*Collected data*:

--- --- ---

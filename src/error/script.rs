//! Command script error module.
//!
//! Errors raised while turning a command script into [`Command`](crate::script::Command)s.
//! Line numbers are 1-based.

use thiserror::Error;

/// Errors that can occur while parsing a command script.
#[derive(Error, Debug, PartialEq, Eq, Clone)]
pub enum ScriptError {
    /// The first word of a line is not a known command.
    #[error("line {line}: unknown command `{command}`")]
    UnknownCommand {
        /// Line of the script
        line: usize,
        /// The unrecognized word
        command: String,
    },

    /// A command that takes a key was given none.
    #[error("line {line}: `{command}` requires a key")]
    MissingArgument {
        /// Line of the script
        line: usize,
        /// The command missing its key
        command: String,
    },

    /// A command was followed by more words than it accepts.
    #[error("line {line}: unexpected argument `{argument}` after `{command}`")]
    UnexpectedArgument {
        /// Line of the script
        line: usize,
        /// The command
        command: String,
        /// The first extra word
        argument: String,
    },
}
//! Error module for Puka Cuckoo.
//!
//! This module provides the application-level error framework: one error enum
//! per component, aggregated into [`PukaError`], plus a reporting layer that
//! turns errors into structured tracing events.

use std::fmt::{Display, Formatter};
use thiserror::Error;

use crate::data_structures::puka_cuckoo_hash::PukaCuckooHashError;

pub mod config;
pub mod script;

/// Result type alias used throughout Puka Cuckoo.
pub type PukaResult<T> = Result<T, PukaError>;

/// Core error enum for Puka Cuckoo.
#[derive(Error, Debug)]
pub enum PukaError {
    /// Errors occurring during configuration loading or validation.
    #[error("Configuration error: {0}")]
    Config(#[from] config::ConfigError),

    /// Errors raised by the hash table itself.
    #[error("Table error: {0}")]
    Table(#[from] PukaCuckooHashError),

    /// Errors found while parsing a command script.
    #[error("Script error: {0}")]
    Script(#[from] script::ScriptError),

    /// IO errors that may occur during file operations.
    #[error("IO error: {0}")]
    Io(#[from] std::io::Error),

    /// Serialization/Deserialization errors.
    #[error("Serialization error: {0}")]
    Serialization(#[from] serde_json::Error),

    /// Custom error with message for cases where specific error types are not defined.
    #[error("{0}")]
    Custom(String),
}

/// Error reporting structure to provide context and debugging information.
#[derive(Debug)]
pub struct ErrorContext {
    /// The original error that occurred.
    pub error: PukaError,

    /// The component where the error occurred.
    pub component: String,

    /// Additional context information to help with debugging.
    pub details: Option<String>,
}

impl ErrorContext {
    /// Creates a new error context with the given error and component.
    ///
    /// # Arguments
    ///
    /// * `error` - The error that occurred
    /// * `component` - The component where the error occurred
    pub fn new<S: Into<String>>(error: PukaError, component: S) -> Self {
        Self {
            error,
            component: component.into(),
            details: None,
        }
    }

    /// Adds detail information to the error context.
    ///
    /// # Arguments
    ///
    /// * `details` - Additional context information to help with debugging
    pub fn with_details<S: Into<String>>(mut self, details: S) -> Self {
        self.details = Some(details.into());
        self
    }
}

impl Display for ErrorContext {
    fn fmt(&self, f: &mut Formatter<'_>) -> std::fmt::Result {
        write!(f, "Error in {}: {}", self.component, self.error)?;
        if let Some(details) = &self.details {
            write!(f, "\nDetails: {details}")?;
        }
        Ok(())
    }
}

/// Error reporter trait for reporting errors to various sinks.
pub trait ErrorReporter: std::fmt::Debug {
    /// Report an error with context.
    ///
    /// # Arguments
    ///
    /// * `context` - The error context to report
    fn report(&self, context: &ErrorContext);
}

/// A simple error reporter implementation that logs errors using the tracing framework.
#[derive(Default, Debug)]
pub struct TracingErrorReporter;

impl ErrorReporter for TracingErrorReporter {
    fn report(&self, context: &ErrorContext) {
        tracing::error!(
            error = %context.error,
            component = %context.component,
            details = context.details.as_deref().unwrap_or("None"),
            "Error reported"
        );
    }
}
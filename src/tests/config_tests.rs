//! Tests for the configuration module.
//!
//! This module contains tests for configuration loading, validation, and usage.

use super::TestFixture;
use crate::config::{ConfigLoader, LogConfig, PukaConfig, TableConfig, Validate};
use crate::data_structures::puka_cuckoo_hash::{PukaCuckooHashConfig, MAX_CAPACITY};
use crate::error::config::ConfigError;

/// Test that default configuration can be created and is valid.
#[test]
fn test_default_config_is_valid() {
    let config = PukaConfig::default();
    assert!(config.validate().is_ok());
    assert_eq!(config.table.capacity, 101);
    assert_eq!(config.table.hash_functions, 2);
    assert_eq!(config.log.level, "info");
}

/// Test that configuration validation catches invalid values.
#[test]
fn test_config_validation() {
    let mut config = PukaConfig::default();

    config.table.capacity = 0;
    assert!(matches!(
        config.validate(),
        Err(ConfigError::ValidationError(_))
    ));

    config.table.capacity = 10;
    config.table.hash_functions = 0;
    assert!(matches!(
        config.validate(),
        Err(ConfigError::ValueOutOfRange { ref key, .. }) if key == "table.hash_functions"
    ));

    config.table.capacity = usize::MAX;
    assert!(matches!(
        config.validate(),
        Err(ConfigError::ValueOutOfRange { ref key, .. }) if key == "table.capacity"
    ));

    config.table.capacity = 10;
    config.table.hash_functions = 9;
    assert!(config.validate().is_err());

    config.table.hash_functions = 8;
    config.log.level = "loud".to_string();
    assert!(config.validate().is_err());

    config.log = LogConfig::default();
    assert!(config.validate().is_ok());
}

/// Test loading configuration from a file.
#[test]
fn test_load_config_from_file() {
    let fixture = TestFixture::new().unwrap();
    let path = fixture
        .write_file(
            "puka.toml",
            r#"
            [table]
            capacity = 50
            hash_functions = 3

            [log]
            level = "debug"
            "#,
        )
        .unwrap();

    let config = ConfigLoader::new(Some(&path), "TEST_FILE").load().unwrap();

    assert_eq!(config.table.capacity, 50);
    assert_eq!(config.table.hash_functions, 3);
    assert_eq!(config.log.level, "debug");

    // Other values should be defaults
    assert!(!config.log.json);
    assert!(config.log.source_location);
}

/// Test loading a JSON configuration file.
#[test]
fn test_load_json_config() {
    let fixture = TestFixture::new().unwrap();
    let path = fixture
        .write_file("puka.json", r#"{"table": {"capacity": 7}}"#)
        .unwrap();

    let config = ConfigLoader::new(Some(&path), "TEST_JSON").load().unwrap();
    assert_eq!(config.table.capacity, 7);
    assert_eq!(config.table.hash_functions, 2);
}

/// Test loading configuration with environment variable overrides.
#[test]
fn test_env_var_override() {
    let mut fixture = TestFixture::new().unwrap();
    let path = fixture
        .write_file("puka.toml", "[table]\ncapacity = 50\n")
        .unwrap();

    fixture.set_env("TEST_ENV__TABLE__CAPACITY", "211");
    fixture.set_env("TEST_ENV__LOG__JSON", "true");

    let config = ConfigLoader::new(Some(&path), "TEST_ENV").load().unwrap();

    // Environment variables take precedence over the file
    assert_eq!(config.table.capacity, 211);
    assert!(config.log.json);
}

/// Test that loading without a file yields the defaults.
#[test]
fn test_load_without_file() {
    let config = ConfigLoader::new(None::<&str>, "TEST_NO_FILE").load().unwrap();
    assert_eq!(config, PukaConfig::default());
}

/// Test that a missing file is reported as such.
#[test]
fn test_missing_config_file() {
    let fixture = TestFixture::new().unwrap();
    let path = fixture.temp_dir.path().join("absent.toml");

    let result = ConfigLoader::new(Some(&path), "TEST_MISSING").load();
    assert!(matches!(result, Err(ConfigError::FileNotFound(p)) if p == path));
}

/// Test that loading an invalid configuration file returns an error.
#[test]
fn test_load_invalid_config() {
    let fixture = TestFixture::new().unwrap();

    let path = fixture
        .write_file("invalid.toml", "[table\ncapacity = fifty\"\n")
        .unwrap();
    let result = ConfigLoader::new(Some(&path), "TEST_INVALID").load();
    assert!(matches!(result, Err(ConfigError::ParseError(_))));

    let path = fixture.write_file("puka.ini", "capacity=1").unwrap();
    let result = ConfigLoader::new(Some(&path), "TEST_INVALID").load();
    assert!(matches!(result, Err(ConfigError::ParseError(_))));
}

/// Test that values loaded from a file are validated.
#[test]
fn test_loaded_config_is_validated() {
    let fixture = TestFixture::new().unwrap();
    let path = fixture
        .write_file("puka.toml", "[table]\nhash_functions = 12\n")
        .unwrap();

    let result = ConfigLoader::new(Some(&path), "TEST_VALIDATED").load();
    assert!(matches!(result, Err(ConfigError::ValueOutOfRange { .. })));
}

/// Test that the generated default configuration loads back unchanged.
#[test]
fn test_generated_config_round_trip() {
    let fixture = TestFixture::new().unwrap();
    let toml = toml::to_string_pretty(&PukaConfig::default()).unwrap();
    let path = fixture.write_file("generated.toml", toml).unwrap();

    let config = ConfigLoader::new(Some(&path), "TEST_GENERATED").load().unwrap();
    assert_eq!(config, PukaConfig::default());
}

/// Test conversion into the table's own configuration.
#[test]
fn test_table_config_conversion() {
    let table = TableConfig {
        capacity: 20,
        hash_functions: 4,
    };
    let converted = PukaCuckooHashConfig::from(&table);

    assert_eq!(converted.capacity, 20);
    assert_eq!(converted.hash_function_count, 4);
    assert!(converted.validate().is_ok());
}

/// Test that an oversized capacity from the environment is rejected.
#[test]
fn test_env_capacity_above_limit_is_rejected() {
    let mut fixture = TestFixture::new().unwrap();
    fixture.set_env("TEST_HUGE__TABLE__CAPACITY", (MAX_CAPACITY + 1).to_string());

    let result = ConfigLoader::new(None::<&str>, "TEST_HUGE").load();
    assert!(matches!(
        result,
        Err(ConfigError::ValueOutOfRange { ref key, .. }) if key == "table.capacity"
    ));
}
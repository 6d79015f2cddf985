//! Puka Cuckoo - Main entrypoint.
//!
//! Loads configuration, initializes the logging system and runs the requested
//! subcommand: executing a command script against a fresh table, validating
//! the configuration, or writing a default configuration file.

use std::io::Write;
use std::path::{Path, PathBuf};
use std::process::ExitCode;

use clap::{Parser, Subcommand};
use puka_cuckoo_lib::config::{ConfigLoader, ConfigResult, LogConfig, PukaConfig, ENV_PREFIX};
use puka_cuckoo_lib::error::{
    ErrorContext, ErrorReporter, PukaError, PukaResult, TracingErrorReporter,
};
use puka_cuckoo_lib::script::{parse_script, Session};
use tracing::info;
use tracing_subscriber::EnvFilter;

/// Command line arguments for Puka Cuckoo.
#[derive(Parser, Debug)]
#[clap(name = "Puka Cuckoo", version, author, about)]
struct Args {
    /// Path to configuration file
    #[clap(short, long, value_parser)]
    config: Option<PathBuf>,

    /// Command to execute
    #[clap(subcommand)]
    command: Command,
}

/// Available subcommands.
#[derive(Subcommand, Debug)]
enum Command {
    /// Run a command script against a fresh table
    Run {
        /// Path to the script, one command per line
        #[clap(value_parser)]
        script: PathBuf,

        /// Print one JSON object per command instead of text
        #[clap(long)]
        json: bool,
    },

    /// Validate the configuration file
    Validate,

    /// Generate a default configuration file
    GenConfig {
        /// Path to output configuration file
        #[clap(short, long, value_parser)]
        output: PathBuf,
    },
}

/// Initialize the logging system.
///
/// `RUST_LOG` takes precedence over the configured level. Logs go to stderr so
/// that script output on stdout stays machine-readable.
fn init_logging(log: &LogConfig) -> PukaResult<()> {
    let filter = EnvFilter::try_from_default_env().unwrap_or_else(|_| EnvFilter::new(&log.level));
    let builder = tracing_subscriber::fmt()
        .with_env_filter(filter)
        .with_writer(std::io::stderr)
        .with_file(log.source_location)
        .with_line_number(log.source_location);

    let result = if log.json {
        tracing::subscriber::set_global_default(builder.json().finish())
    } else {
        tracing::subscriber::set_global_default(builder.finish())
    };

    result.map_err(|e| PukaError::Custom(format!("Failed to set global tracing subscriber: {e}")))
}

fn run_script(config: &PukaConfig, script: &Path, json: bool) -> PukaResult<()> {
    let source = std::fs::read_to_string(script)?;
    let commands = parse_script(&source)?;
    let mut session = Session::from_config(&config.table)?;

    info!(
        script = %script.display(),
        commands = commands.len(),
        capacity = session.table().capacity(),
        "Running script"
    );

    let stdout = std::io::stdout();
    let mut out = stdout.lock();
    for command in &commands {
        let outcome = session.execute(command);
        if json {
            writeln!(out, "{}", serde_json::to_string(&outcome)?)?;
        } else {
            writeln!(out, "{outcome}")?;
        }
    }

    let table = session.table();
    info!(
        size = table.size(),
        stash_len = table.stash_len(),
        undo_depth = table.undo_depth(),
        "Script finished"
    );
    Ok(())
}

fn execute(command: Command, loaded: ConfigResult<PukaConfig>) -> PukaResult<()> {
    match command {
        Command::Run { script, json } => {
            let config = loaded?;
            run_script(&config, &script, json)
        }
        Command::Validate => {
            info!("Validating configuration");
            let config = loaded?;
            info!(
                capacity = config.table.capacity,
                hash_functions = config.table.hash_functions,
                "Configuration validated successfully"
            );
            Ok(())
        }
        Command::GenConfig { output } => {
            info!("Generating default configuration");
            let default_config = PukaConfig::default();

            // Create parent directories if they don't exist
            if let Some(parent) = output.parent().filter(|p| !p.as_os_str().is_empty()) {
                std::fs::create_dir_all(parent)?;
            }

            let toml = toml::to_string_pretty(&default_config)
                .map_err(|e| PukaError::Custom(format!("Failed to serialize config: {e}")))?;
            std::fs::write(&output, toml)?;

            info!("Default configuration written to {:?}", output);
            Ok(())
        }
    }
}

/// Main entry point for the application.
fn main() -> ExitCode {
    let args = Args::parse();

    let loader = ConfigLoader::new(args.config.as_deref(), ENV_PREFIX);
    let loaded = loader.load();
    let log_config = loaded
        .as_ref()
        .map(|config| config.log.clone())
        .unwrap_or_default();

    if let Err(e) = init_logging(&log_config) {
        eprintln!("{e}");
        return ExitCode::FAILURE;
    }

    match execute(args.command, loaded) {
        Ok(()) => ExitCode::SUCCESS,
        Err(error) => {
            TracingErrorReporter.report(&ErrorContext::new(error, "puka_cuckoo"));
            ExitCode::FAILURE
        }
    }
}
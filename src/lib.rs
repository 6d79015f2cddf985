//! Puka Cuckoo Library
//!
//! This library contains a fixed-capacity cuckoo hash table with an overflow
//! stash and an undoable displacement log, together with the configuration,
//! error handling and command-script layers used by the `puka_cuckoo` binary.
//!
//! # Architecture
//!
//! - [`data_structures::puka_cuckoo_hash`]: the table, its hash families and undo log
//! - [`script`]: parsing and executing text command scripts against a table
//! - [`config`]: layered configuration (defaults, file, environment)
//! - [`error`]: error types and tracing-based error reporting

// Re-export public modules
pub mod config;
pub mod data_structures;
pub mod error;
pub mod script;

// Internal modules that are not part of the public API
#[cfg(test)]
pub(crate) mod tests;

/// Version information for Puka Cuckoo.
pub const VERSION: &str = env!("CARGO_PKG_VERSION");
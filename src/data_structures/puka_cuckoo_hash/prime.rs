// Copyright (c) 2025 Mauka MCP Authors
//
// Licensed under dual license:
// - MIT License (LICENSE-MIT or https://opensource.org/licenses/MIT)
// - Apache License, Version 2.0 (LICENSE-APACHE or https://www.apache.org/licenses/LICENSE-2.0)

//! Prime sizing for the slot array.

/// Returns the first prime reached by bumping `n` to an odd number and
/// stepping by two.
///
/// This is the smallest prime `>= n` for every `n` except 2, which is even and
/// therefore skipped: `next_prime(0..=3)` is always 3.
pub fn next_prime(n: usize) -> usize {
    let mut candidate = if n % 2 == 0 { n + 1 } else { n };
    while !is_prime(candidate) {
        candidate += 2;
    }
    candidate
}

/// Trial division primality test up to the square root of `n`.
pub fn is_prime(n: usize) -> bool {
    if n == 2 || n == 3 {
        return true;
    }
    if n < 2 || n % 2 == 0 {
        return false;
    }

    let mut divisor = 3;
    while divisor * divisor <= n {
        if n % divisor == 0 {
            return false;
        }
        divisor += 2;
    }
    true
}
// Copyright (c) 2025 Mauka MCP Authors
//
// Licensed under dual license:
// - MIT License (LICENSE-MIT or https://opensource.org/licenses/MIT)
// - Apache License, Version 2.0 (LICENSE-APACHE or https://www.apache.org/licenses/LICENSE-2.0)

//! Configuration options for the Puka Cuckoo Hash table.

use crate::data_structures::puka_cuckoo_hash::error::{PukaCuckooHashError, Result};
use crate::data_structures::puka_cuckoo_hash::hash::MAX_HASH_FUNCTIONS;

/// Requested capacity used when none is given.
pub const DEFAULT_CAPACITY: usize = 101;

/// Largest requested capacity a configuration accepts.
pub const MAX_CAPACITY: usize = 1 << 28;

/// Configuration for a table built over the default seeded hash family.
#[derive(Debug, Clone, PartialEq, Eq)]
pub struct PukaCuckooHashConfig {
    /// Requested number of cells. The table rounds this up to a prime.
    pub capacity: usize,

    /// Number of hash functions, and therefore candidate cells per key.
    pub hash_function_count: usize,
}

impl PukaCuckooHashConfig {
    /// Creates a new configuration with default values.
    ///
    /// # Returns
    ///
    /// A new `PukaCuckooHashConfig` instance with default settings.
    pub fn new() -> Self {
        Self::default()
    }

    /// Sets the requested capacity.
    ///
    /// # Arguments
    ///
    /// * `capacity` - Requested number of cells, rounded up to a prime by the table.
    ///
    /// # Returns
    ///
    /// Self with the updated configuration.
    pub fn with_capacity(mut self, capacity: usize) -> Self {
        self.capacity = capacity;
        self
    }

    /// Sets the number of hash functions to use.
    ///
    /// # Arguments
    ///
    /// * `hash_function_count` - The number of hash functions (1 to 8).
    ///
    /// # Returns
    ///
    /// Self with the updated configuration.
    pub fn with_hash_function_count(mut self, hash_function_count: usize) -> Self {
        self.hash_function_count = hash_function_count;
        self
    }

    /// Checks that the configuration describes a usable table.
    pub fn validate(&self) -> Result<()> {
        if self.capacity == 0 {
            return Err(PukaCuckooHashError::InvalidConfiguration(
                "capacity must be greater than 0".to_string(),
            ));
        }

        if self.capacity > MAX_CAPACITY {
            return Err(PukaCuckooHashError::InvalidConfiguration(format!(
                "capacity must be at most {MAX_CAPACITY}, got {}",
                self.capacity
            )));
        }

        if !(1..=MAX_HASH_FUNCTIONS).contains(&self.hash_function_count) {
            return Err(PukaCuckooHashError::InvalidConfiguration(format!(
                "hash_function_count must be between 1 and {MAX_HASH_FUNCTIONS}, got {}",
                self.hash_function_count
            )));
        }

        Ok(())
    }
}

impl Default for PukaCuckooHashConfig {
    fn default() -> Self {
        Self {
            capacity: DEFAULT_CAPACITY,
            hash_function_count: 2, // Standard cuckoo hashing uses 2 hash functions
        }
    }
}

#[cfg(test)]
mod tests {
    use super::*;

    #[test]
    fn test_default_is_valid() {
        let config = PukaCuckooHashConfig::default();
        assert_eq!(config.capacity, 101);
        assert_eq!(config.hash_function_count, 2);
        assert!(config.validate().is_ok());
    }

    #[test]
    fn test_validation_rejects_bad_values() {
        let config = PukaCuckooHashConfig::new().with_capacity(0);
        assert!(matches!(
            config.validate(),
            Err(PukaCuckooHashError::InvalidConfiguration(_))
        ));

        let config = PukaCuckooHashConfig::new().with_capacity(MAX_CAPACITY + 1);
        assert!(config.validate().is_err());

        let config = PukaCuckooHashConfig::new().with_capacity(usize::MAX);
        assert!(config.validate().is_err());

        let config = PukaCuckooHashConfig::new().with_capacity(MAX_CAPACITY);
        assert!(config.validate().is_ok());

        let config = PukaCuckooHashConfig::new().with_hash_function_count(0);
        assert!(config.validate().is_err());

        let config = PukaCuckooHashConfig::new().with_hash_function_count(9);
        assert!(config.validate().is_err());

        let config = PukaCuckooHashConfig::new()
            .with_capacity(17)
            .with_hash_function_count(8);
        assert!(config.validate().is_ok());
    }
}
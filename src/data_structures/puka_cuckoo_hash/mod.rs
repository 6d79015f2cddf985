// Copyright (c) 2025 Mauka MCP Authors
//
// Licensed under dual license:
// - MIT License (LICENSE-MIT or https://opensource.org/licenses/MIT)
// - Apache License, Version 2.0 (LICENSE-APACHE or https://www.apache.org/licenses/LICENSE-2.0)

//! Puka Cuckoo Hash: a fixed-capacity cuckoo hash set with a stash and undo.
//!
//! Every key has one candidate cell per function of a [`HashFamily`].
//! Insertion places the key in the first free candidate; when all of them are
//! taken it evicts an occupant and relocates it, possibly evicting again. A
//! walk that runs out of rounds or revisits a (cell, key) pair parks the key
//! in hand in an unbounded stash instead, so insertion only fails for a full
//! table or a duplicate key.
//!
//! # Features
//!
//! - Prime capacity, fixed at construction (no resizing)
//! - Pluggable hash families, including closures for crafted collision patterns
//! - Cycle detection per insertion
//! - Exact undo of the most recent insertion's displacement chain
//! - Zero unsafe code
//!
//! # Example
//!
//! ```
//! use puka_cuckoo_lib::data_structures::puka_cuckoo_hash::{FnHashFamily, PukaCuckooHash};
//!
//! // Both functions send every key to cell 5.
//! let family = FnHashFamily::new(2, |_key: &String, _index: usize| -> i64 { 5 });
//! let mut table = PukaCuckooHash::new(family);
//!
//! assert!(table.insert("a".to_string()));
//! assert!(table.insert("b".to_string())); // collides, ends in the stash
//! assert_eq!(table.size(), 1);            // stash entries are not counted
//! assert!(table.find(&"b".to_string()));
//!
//! assert_eq!(table.to_string(), "Index: 5 ,String: a\nOverflow[0] ,String: b\n");
//! ```
//!
//! # Undo
//!
//! Each insertion leaves its displacement chain on an undo log. [`PukaCuckooHash::undo`]
//! rewinds one chain at a time, newest first. Removing a key or emptying the
//! table clears the log.
//!
//! ```
//! use puka_cuckoo_lib::data_structures::puka_cuckoo_hash::{PukaCuckooHash, SeededHashFamily};
//!
//! let mut table = PukaCuckooHash::new(SeededHashFamily::default());
//! table.insert(1_u64);
//! table.insert(2_u64);
//! table.remove(&1);
//!
//! assert!(!table.undo()); // nothing left to rewind
//! assert!(table.find(&2));
//! ```

// Module declarations
mod config;
mod error;
mod hash;
mod prime;
mod stash;
mod table;
mod undo;

// Re-exports
pub use config::{PukaCuckooHashConfig, DEFAULT_CAPACITY, MAX_CAPACITY};
pub use error::{PukaCuckooHashError, Result};
pub use hash::{hash_with_seed, reduce, FnHashFamily, HashFamily, SeededHashFamily, MAX_HASH_FUNCTIONS};
pub use prime::{is_prime, next_prime};
pub use stash::Stash;
pub use table::{Placement, PukaCuckooHash, TableStats};
pub use undo::{Destination, MoveRecord, Origin, UndoLog};

#[cfg(test)]
mod tests {
    use super::*;

    fn letters(key: &String, index: usize) -> i64 {
        key.bytes().map(i64::from).sum::<i64>() * 10 + index as i64
    }

    #[test]
    fn test_basic_operations() {
        let family = FnHashFamily::new(2, letters);
        let mut table = PukaCuckooHash::new(family);

        for key in ["a", "b", "c"] {
            assert!(table.insert(key.to_string()));
        }
        assert_eq!(table.size(), 3);

        table.undo();
        assert_eq!(table.size(), 2);
        assert!(!table.find(&"c".to_string()));
        assert!(table.find(&"a".to_string()));
        assert!(table.find(&"b".to_string()));
    }

    #[test]
    fn test_deduplication() {
        let mut table = PukaCuckooHash::new(SeededHashFamily::default());

        assert!(table.insert("hello".to_string()));
        let before = table.to_string();

        assert!(!table.insert("hello".to_string()));
        assert_eq!(table.to_string(), before);
        assert_eq!(table.size(), 1);
    }

    #[test]
    fn test_full_table_rejects() {
        let family = FnHashFamily::new(1, |key: &u64, _: usize| -> i64 { *key as i64 });
        let mut table = PukaCuckooHash::with_capacity(family, 3);

        for key in 0..3_u64 {
            assert_eq!(table.try_insert(key), Ok(Placement::Cell(key as usize)));
        }
        assert_eq!(table.size(), table.capacity());
        assert_eq!(table.try_insert(3), Err(PukaCuckooHashError::TableFull));
        assert!(!table.find(&3));
        assert_eq!(table.stash_len(), 0);
    }
}
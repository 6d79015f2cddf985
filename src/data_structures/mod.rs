//! Data structures for Puka Cuckoo.
//!
//! All implementations adhere to the project requirements:
//! - No unsafe code
//! - Single-threaded, `&mut self` mutation
//! - Deterministic, bounded work per operation

pub mod puka_cuckoo_hash;

// Re-export common data structures
pub use puka_cuckoo_hash::{PukaCuckooHash, PukaCuckooHashConfig, PukaCuckooHashError};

--- --- ---

*YOUR GOAL*: Set down, exactly as they appear above, all lines from the one that has "#[derive(Debug)]" down to the one that has "pub fn with_details<S: Into<String>>(mut", including those two and no others.

*REPLY*:
#[derive(Debug)]
pub struct ErrorContext {
    /// The original error that occurred.
    pub error: PukaError,

    /// The component where the error occurred.
    pub component: String,

    /// Additional context information to help with debugging.
    pub details: Option<String>,
}

impl ErrorContext {
    /// Creates a new error context with the given error and component.
    ///
    /// # Arguments
    ///
    /// * `error` - The error that occurred
    /// * `component` - The component where the error occurred
    pub fn new<S: Into<String>>(error: PukaError, component: S) -> Self {
        Self {
            error,
            component: component.into(),
            details: None,
        }
    }

    /// Adds detail information to the error context.
    ///
    /// # Arguments
    ///
    /// * `details` - Additional context information to help with debugging
    pub fn with_details<S: Into<String>>(mut self, details: S) -> Self {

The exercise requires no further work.